Nos relatórios e dashboards de tua empresa este cuidado é observado?

Cuidado com a cegueira diagnóstica

Diagrama de Venn com dois círculos. Subvalorizado e bobagens. A interseção corresponde aquilo que é sobrevalorizado.

A análise dos resultados dos indicadores de gestão, embora bastante objetiva, está sujeita ao nosso comportamento psicológico. Afinal, somos todos humanos! Tendo consciência disso, podemos fazer análises mais isentas e tomar melhores decisões.

Segundo Ori e Rom Brafman, no livro “Sway: The Irresistible Pull of Irrational Behavior”, quando as pessoas chegam a uma conclusão, elas desenvolvem “cegueira diagnóstica”. Elas querem que tudo se encaixe em seu conceito. Isso ocorre basicamente de dois modos.

Viés de aceitação

Cada vez que um dado diz o contrário do que queremos, nos preocupamos em ir mais fundo e questionar sua veracidade. Entretanto, se o dado reforça nosso ponto de vista, é aceito com facilidade. Esse fenômeno é chamado de Viés de Aceitação e frequentemente influencia as análises feitas.

A melhor forma de prevenir os efeitos do Viés de Aceitação é estar consciente de sua existência e estabelecer, a priori, as ações de validação dos dados que serão realizadas.

Viés de Confirmação

O uso de dados e ferramentas de análise para justificar crenças é chamado de Viés de Confirmação (Confirmation Bias). E, com a disseminação das técnicas de Big Data, esse problema tende a ser cada vez mais comum, na medida em que ferramentas estatísticas e softwares complexos permitem diferentes análises que podem ser usadas para provar as teses pretendidas.

Com um grande volume de dados um profissional inexperiente, ou mal intencionado, acaba sempre conseguindo um conjunto de números que serve para confirmar quaisquer crenças ou suposições.

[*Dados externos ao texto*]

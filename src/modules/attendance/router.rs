use axum::{
    Router, middleware,
    routing::{get, post, put},
};

use super::controller::{
    get_class_attendance, get_student_attendance, mark_attendance, update_attendance,
};
use crate::middleware::role::require_staff;
use crate::state::AppState;

pub fn init_attendance_router(state: AppState) -> Router<AppState> {
    Router::new()
        .route("/mark", post(mark_attendance))
        .route("/class/{classId}", get(get_class_attendance))
        .route("/{id}", put(update_attendance))
        .route_layer(middleware::from_fn_with_state(state, require_staff))
        // Students may read their own history.
        .route("/student/{studentId}", get(get_student_attendance))
}
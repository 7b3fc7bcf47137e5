use schoolhub_core::Role;
use serde::{Deserialize, Serialize};
use utoipa::ToSchema;
use validator::Validate;

use crate::ids::{PrincipalId, SchoolId};
use crate::principals::{IssuedCredentials, Principal, PrincipalProfile};
use crate::schools::School;

/// Body of `POST /api/auth/login`.
///
/// `userId` is the generated login id; an email address is accepted too.
/// Without `schoolId` (or with role `SUPER_ADMIN`) the super-admin namespace is
/// searched.
#[derive(Debug, Clone, Deserialize, Validate, ToSchema)]
#[serde(rename_all = "camelCase")]
pub struct LoginRequest {
    #[validate(length(min = 1, message = "userId is required"))]
    pub user_id: String,
    #[validate(length(min = 1, message = "password is required"))]
    pub password: String,
    pub school_id: Option<SchoolId>,
    pub role: Option<Role>,
}

impl LoginRequest {
    pub fn targets_super_admin(&self) -> bool {
        self.role == Some(Role::SuperAdmin)
            || self
                .school_id
                .as_ref()
                .is_none_or(|id| id.as_str().trim().is_empty())
    }
}

#[derive(Debug, Clone, Serialize, Deserialize, ToSchema)]
#[serde(rename_all = "camelCase")]
pub struct LoginUser {
    pub id: PrincipalId,
    pub user_id: String,
    pub role: Role,
    #[serde(skip_serializing_if = "Option::is_none")]
    pub school_id: Option<SchoolId>,
    pub first_name: String,
    pub last_name: String,
    pub email: String,
}

impl From<&Principal> for LoginUser {
    fn from(p: &Principal) -> Self {
        Self {
            id: p.id,
            user_id: p.login_id.clone(),
            role: p.role,
            school_id: p.school_id.clone(),
            first_name: p.first_name.clone(),
            last_name: p.last_name.clone(),
            email: p.email.clone(),
        }
    }
}

#[derive(Debug, Clone, Serialize, Deserialize, ToSchema)]
pub struct LoginResponse {
    pub token: String,
    pub user: LoginUser,
}

#[derive(Debug, Clone, PartialEq, Serialize, Deserialize, ToSchema)]
#[serde(rename_all = "camelCase")]
pub struct CheckSuperAdminResponse {
    pub exists: bool,
    #[serde(skip_serializing_if = "Option::is_none")]
    pub user_id: Option<String>,
    #[serde(skip_serializing_if = "Option::is_none")]
    pub email: Option<String>,
}

#[derive(Debug, Clone, Serialize, Deserialize, ToSchema)]
#[serde(rename_all = "camelCase")]
pub struct RegisterSchoolResponse {
    pub message: String,
    pub school: School,
    pub user: PrincipalProfile,
    pub credentials: IssuedCredentials,
}

#[derive(Debug, Clone, Serialize, Deserialize, ToSchema)]
pub struct MessageResponse {
    pub message: String,
}

impl MessageResponse {
    pub fn new(message: impl Into<String>) -> Self {
        Self {
            message: message.into(),
        }
    }
}

#[cfg(test)]
mod tests {
    use super::*;
    use serde_json::json;

    fn login(body: serde_json::Value) -> LoginRequest {
        serde_json::from_value(body).unwrap()
    }

    #[test]
    fn missing_school_targets_super_admin() {
        assert!(login(json!({"userId": "121", "password": "x"})).targets_super_admin());
        assert!(
            login(json!({"userId": "121", "password": "x", "schoolId": ""})).targets_super_admin()
        );
    }

    #[test]
    fn explicit_super_admin_role_wins() {
        let req = login(json!({
            "userId": "121",
            "password": "x",
            "schoolId": "GF-01",
            "role": "SUPER_ADMIN"
        }));
        assert!(req.targets_super_admin());
    }

    #[test]
    fn school_login_targets_tenant() {
        let req = login(json!({"userId": "02412345", "password": "x", "schoolId": "GF-01"}));
        assert!(!req.targets_super_admin());
    }

    #[test]
    fn unknown_role_is_rejected() {
        let result = serde_json::from_value::<LoginRequest>(json!({
            "userId": "1",
            "password": "x",
            "role": "PRINCIPAL"
        }));
        assert!(result.is_err());
    }
}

Como o Viés de Confirmação atende à necessidade humana de reforçar pontos de vista conhecidos e que trazem conforto ou conveniência, muitas vezes é provocado de forma inconsciente.

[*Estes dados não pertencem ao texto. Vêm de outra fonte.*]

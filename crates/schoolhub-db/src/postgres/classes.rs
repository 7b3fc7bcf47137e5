use async_trait::async_trait;
use schoolhub_models::classes::Class;
use schoolhub_models::{ClassId, SchoolId};
use tracing::instrument;

use super::{PgStore, expect_row};
use crate::error::{CLASS_HAS_HISTORY, StoreError, StoreResult, from_pg};
use crate::store::ClassRepository;

const CLASS_COLUMNS: &str =
    "id, school_id, name, section, capacity, teacher_id, description, created_at, updated_at";

#[async_trait]
impl ClassRepository for PgStore {
    #[instrument(skip(self, class), fields(class.id = %class.id, db.operation = "INSERT", db.table = "classes"))]
    async fn insert_class(&self, class: &Class) -> StoreResult<()> {
        sqlx::query(&format!(
            "INSERT INTO classes ({CLASS_COLUMNS}) VALUES ($1, $2, $3, $4, $5, $6, $7, $8, $9)"
        ))
        .bind(class.id)
        .bind(&class.school_id)
        .bind(&class.name)
        .bind(&class.section)
        .bind(class.capacity)
        .bind(class.teacher_id)
        .bind(&class.description)
        .bind(class.created_at)
        .bind(class.updated_at)
        .execute(&self.pool)
        .await
        .map_err(from_pg)?;
        Ok(())
    }

    async fn find_class(&self, school_id: &SchoolId, id: ClassId) -> StoreResult<Option<Class>> {
        let class = sqlx::query_as::<_, Class>(&format!(
            "SELECT {CLASS_COLUMNS} FROM classes WHERE school_id = $1 AND id = $2"
        ))
        .bind(school_id)
        .bind(id)
        .fetch_optional(&self.pool)
        .await?;
        Ok(class)
    }

    async fn list_classes(&self, school_id: &SchoolId) -> StoreResult<Vec<Class>> {
        let classes = sqlx::query_as::<_, Class>(&format!(
            "SELECT {CLASS_COLUMNS} FROM classes WHERE school_id = $1 ORDER BY name, section"
        ))
        .bind(school_id)
        .fetch_all(&self.pool)
        .await?;
        Ok(classes)
    }

    async fn update_class(&self, class: &Class) -> StoreResult<()> {
        let result = sqlx::query(
            "UPDATE classes
             SET name = $3, section = $4, capacity = $5, teacher_id = $6, description = $7, updated_at = NOW()
             WHERE school_id = $1 AND id = $2",
        )
        .bind(&class.school_id)
        .bind(class.id)
        .bind(&class.name)
        .bind(&class.section)
        .bind(class.capacity)
        .bind(class.teacher_id)
        .bind(&class.description)
        .execute(&self.pool)
        .await
        .map_err(from_pg)?;
        expect_row(result.rows_affected())
    }

    #[instrument(skip(self), fields(class.id = %id, db.operation = "DELETE", db.table = "classes"))]
    async fn delete_class(&self, school_id: &SchoolId, id: ClassId) -> StoreResult<()> {
        let mut tx = self.pool.begin().await?;

        let referenced: bool = sqlx::query_scalar(
            "SELECT EXISTS (SELECT 1 FROM attendance WHERE class_id = $1)
                 OR EXISTS (SELECT 1 FROM fees WHERE class_id = $1)",
        )
        .bind(id)
        .fetch_one(&mut *tx)
        .await?;
        if referenced {
            return Err(StoreError::InUse(CLASS_HAS_HISTORY));
        }

        let result = sqlx::query("DELETE FROM classes WHERE school_id = $1 AND id = $2")
            .bind(school_id)
            .bind(id)
            .execute(&mut *tx)
            .await
            .map_err(|e| match &e {
                sqlx::Error::Database(db_err) if db_err.is_foreign_key_violation() => {
                    StoreError::InUse(CLASS_HAS_HISTORY)
                }
                _ => StoreError::Database(e),
            })?;
        expect_row(result.rows_affected())?;

        tx.commit().await?;
        Ok(())
    }
}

Conhece alguma situação em que isso aconteceu em tua organização? Como ocorreu?

Nota: Texto inspirado em: Better Decision Making with Objective Data is Impossible, de Jack Webb, www.sloanreview.mit.edu

Escolha dos indicadores – Pensamento de segunda ordem

Quase todo mundo pode antecipar os resultados imediatos de suas ações. Esse tipo de pensamento de primeira ordem é fácil e seguro, mas também é uma maneira de garantir que você obtenha os mesmos resultados obtidos por todos. O pensamento de segunda ordem é pensar mais à frente e holisticamente. Isso requer que consideremos não apenas nossas ações e suas consequências imediatas, mas também os efeitos subsequentes dessas ações. Não considerar os efeitos de segunda e terceira ordem pode desencadear um desastre.

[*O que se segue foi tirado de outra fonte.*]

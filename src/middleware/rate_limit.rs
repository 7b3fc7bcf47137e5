use std::net::{IpAddr, Ipv4Addr, SocketAddr};
use std::sync::Arc;

use axum::{
    extract::{ConnectInfo, Request, State},
    middleware::Next,
    response::{IntoResponse, Response},
};
use governor::{DefaultKeyedRateLimiter, RateLimiter};
use schoolhub_config::RateLimitConfig;
use schoolhub_core::AppError;
use tracing::warn;

use crate::metrics::track_rate_limited;
use crate::state::AppState;

const AUTH_PREFIX: &str = "/api/auth";

/// Per client IP token buckets. `/api/auth/*` draws from its own stricter
/// bucket.
#[derive(Clone)]
pub struct RateLimiters {
    enabled: bool,
    general: Arc<DefaultKeyedRateLimiter<IpAddr>>,
    auth: Arc<DefaultKeyedRateLimiter<IpAddr>>,
}

impl RateLimiters {
    pub fn new(config: &RateLimitConfig) -> Self {
        Self {
            enabled: config.enabled,
            general: Arc::new(RateLimiter::keyed(config.general_quota())),
            auth: Arc::new(RateLimiter::keyed(config.auth_quota())),
        }
    }

    /// Drops buckets that have refilled completely.
    pub fn retain_recent(&self) {
        self.general.retain_recent();
        self.auth.retain_recent();
    }

    fn check(&self, path: &str, ip: IpAddr) -> Result<(), &'static str> {
        let (bucket, limiter) = if path.starts_with(AUTH_PREFIX) {
            ("auth", &self.auth)
        } else {
            ("general", &self.general)
        };
        limiter.check_key(&ip).map_err(|_| bucket)
    }
}

fn client_ip(req: &Request) -> IpAddr {
    if let Some(ConnectInfo(addr)) = req.extensions().get::<ConnectInfo<SocketAddr>>() {
        return addr.ip();
    }

    req.headers()
        .get("x-forwarded-for")
        .and_then(|v| v.to_str().ok())
        .and_then(|v| v.split(',').next())
        .and_then(|v| v.trim().parse().ok())
        .unwrap_or(IpAddr::V4(Ipv4Addr::UNSPECIFIED))
}

pub async fn rate_limit_middleware(
    State(state): State<AppState>,
    req: Request,
    next: Next,
) -> Response {
    if !state.limiters.enabled {
        return next.run(req).await;
    }

    let ip = client_ip(&req);
    if let Err(bucket) = state.limiters.check(req.uri().path(), ip) {
        track_rate_limited(bucket);
        warn!(client.ip = %ip, bucket, "Rate limit exceeded");
        return AppError::too_many_requests("Too many requests, please try again later")
            .into_response();
    }

    next.run(req).await
}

Fonte: General Thinking Tools: 9 Mental Models to Solve Difficult Problems. Disponível em: https://hackerfall.com/story/general-thinking-tools-mental-models-to-solve-diff Acesso em 13.06.19.

Uma história curiosa.

A história dos testes de “significância” envolve estatísticos que se desprezavam.  Tudo começou com um grupo de acadêmicos que se reuniu para o chá, em 1920. Uma delas foi a Dra. Blanche Bristol que, quando recebeu uma xícara de chá de um colega, recusou.  O homem colocava o chá e depois acrescentava o leite.  A Dra. Bristol rejeitou-o porque preferia que o leite fosse despejado primeiro no copo.  O Dr. Ronald Aylmer Fisher, que servira o chá, afirmou que ela não notaria a diferença.  Ela insistiu que podia.  O Dr. Fisher propôs um teste, que ele descreveu em seu livro The Design of Experiments. Ele prepararia oito xícaras de chá;  quatro com o chá derramado primeiro e quatro com o leite servido primeiro.  Ela tinha que adivinhar qual era qual.

Ele propôs a hipótese nula de que ela seria incapaz de fazer isso corretamente.  Fisher calculou que a chance de adivinhar todos os copos corretamente era de 1/70.  Ele estava disposto a reconhecer sua habilidade (rejeitando a hipótese nula) apenas nesse caso.  Ela, supostamente, acertou todos.  A hipótese nula foi rejeitada.  Este foi o começo do teste de significância.

Fonte: The Danger of Relying on “Statistical Significance”. By Andrew Grenville. June 3, 2019. Disponível em: https://marumatchbox.com/blog/danger-of-relying-on-statistical-significance/ Acesso em 3.06.19.

Nota: O artigo questiona o uso dos testes estatísticos na forma como têm sido aplicados nas pesquisas científicas. Vale a leitura.